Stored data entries
----------------

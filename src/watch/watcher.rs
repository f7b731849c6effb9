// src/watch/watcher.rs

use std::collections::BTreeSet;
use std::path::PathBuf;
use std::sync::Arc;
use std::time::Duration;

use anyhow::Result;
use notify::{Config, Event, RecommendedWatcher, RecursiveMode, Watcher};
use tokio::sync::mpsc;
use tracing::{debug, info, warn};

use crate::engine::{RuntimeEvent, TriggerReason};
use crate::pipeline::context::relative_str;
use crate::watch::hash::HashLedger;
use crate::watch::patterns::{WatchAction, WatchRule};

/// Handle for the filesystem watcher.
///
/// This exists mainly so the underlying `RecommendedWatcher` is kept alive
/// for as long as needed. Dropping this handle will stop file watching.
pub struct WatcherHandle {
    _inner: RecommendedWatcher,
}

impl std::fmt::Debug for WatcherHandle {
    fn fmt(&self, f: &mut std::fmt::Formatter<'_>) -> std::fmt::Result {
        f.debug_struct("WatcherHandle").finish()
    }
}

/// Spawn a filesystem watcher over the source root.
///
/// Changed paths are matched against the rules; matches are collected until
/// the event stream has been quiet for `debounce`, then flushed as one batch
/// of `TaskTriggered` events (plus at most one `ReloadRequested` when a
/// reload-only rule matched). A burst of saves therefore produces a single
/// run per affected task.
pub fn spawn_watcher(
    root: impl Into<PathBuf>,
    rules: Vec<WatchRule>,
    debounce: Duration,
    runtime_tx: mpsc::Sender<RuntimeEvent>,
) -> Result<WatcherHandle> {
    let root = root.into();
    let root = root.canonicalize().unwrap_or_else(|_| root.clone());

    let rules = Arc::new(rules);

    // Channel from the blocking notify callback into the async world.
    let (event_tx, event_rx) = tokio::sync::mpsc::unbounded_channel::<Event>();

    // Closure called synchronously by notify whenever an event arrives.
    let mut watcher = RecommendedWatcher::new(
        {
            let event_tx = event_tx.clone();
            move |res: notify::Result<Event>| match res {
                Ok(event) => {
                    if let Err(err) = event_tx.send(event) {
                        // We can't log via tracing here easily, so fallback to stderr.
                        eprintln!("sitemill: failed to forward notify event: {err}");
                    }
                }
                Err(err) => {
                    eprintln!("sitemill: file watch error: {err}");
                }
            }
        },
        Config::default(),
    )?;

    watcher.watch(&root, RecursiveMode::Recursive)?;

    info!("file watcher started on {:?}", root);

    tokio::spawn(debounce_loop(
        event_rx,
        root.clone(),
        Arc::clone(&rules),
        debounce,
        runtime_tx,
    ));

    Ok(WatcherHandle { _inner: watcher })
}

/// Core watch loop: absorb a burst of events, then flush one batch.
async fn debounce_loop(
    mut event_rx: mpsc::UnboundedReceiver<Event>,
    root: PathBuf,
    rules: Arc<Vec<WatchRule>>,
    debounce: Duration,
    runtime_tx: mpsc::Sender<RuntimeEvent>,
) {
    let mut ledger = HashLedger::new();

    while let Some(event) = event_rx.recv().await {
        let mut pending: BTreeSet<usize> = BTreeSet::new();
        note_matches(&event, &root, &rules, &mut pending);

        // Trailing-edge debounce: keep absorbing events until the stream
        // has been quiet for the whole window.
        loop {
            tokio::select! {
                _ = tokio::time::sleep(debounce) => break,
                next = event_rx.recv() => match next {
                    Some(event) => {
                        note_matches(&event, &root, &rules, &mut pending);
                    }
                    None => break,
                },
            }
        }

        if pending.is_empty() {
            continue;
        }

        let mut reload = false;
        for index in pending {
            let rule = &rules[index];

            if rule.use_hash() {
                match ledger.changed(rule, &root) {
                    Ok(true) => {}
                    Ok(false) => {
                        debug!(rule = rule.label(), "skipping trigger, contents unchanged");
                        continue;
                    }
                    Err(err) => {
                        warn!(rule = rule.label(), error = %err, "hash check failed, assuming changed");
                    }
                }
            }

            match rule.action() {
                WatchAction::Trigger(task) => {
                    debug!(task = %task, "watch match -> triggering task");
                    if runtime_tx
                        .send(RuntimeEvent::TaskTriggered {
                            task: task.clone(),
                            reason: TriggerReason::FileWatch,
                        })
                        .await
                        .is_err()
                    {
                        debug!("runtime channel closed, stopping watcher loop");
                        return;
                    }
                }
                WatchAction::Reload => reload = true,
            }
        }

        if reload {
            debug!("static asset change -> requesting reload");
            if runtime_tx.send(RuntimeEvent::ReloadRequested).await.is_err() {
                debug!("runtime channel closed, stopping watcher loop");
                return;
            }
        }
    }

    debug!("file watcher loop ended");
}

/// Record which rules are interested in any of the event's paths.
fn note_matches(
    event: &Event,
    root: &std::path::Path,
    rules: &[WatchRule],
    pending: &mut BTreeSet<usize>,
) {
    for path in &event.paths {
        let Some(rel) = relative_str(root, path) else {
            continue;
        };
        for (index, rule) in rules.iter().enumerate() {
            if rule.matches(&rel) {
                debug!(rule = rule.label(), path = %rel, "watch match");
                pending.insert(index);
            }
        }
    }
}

----------------

WHAT TO DO — Show every line from the entries above in which the word "recv" appears.

TASK ANSWER —
    while let Some(event) = event_rx.recv().await {
                next = event_rx.recv() => match next {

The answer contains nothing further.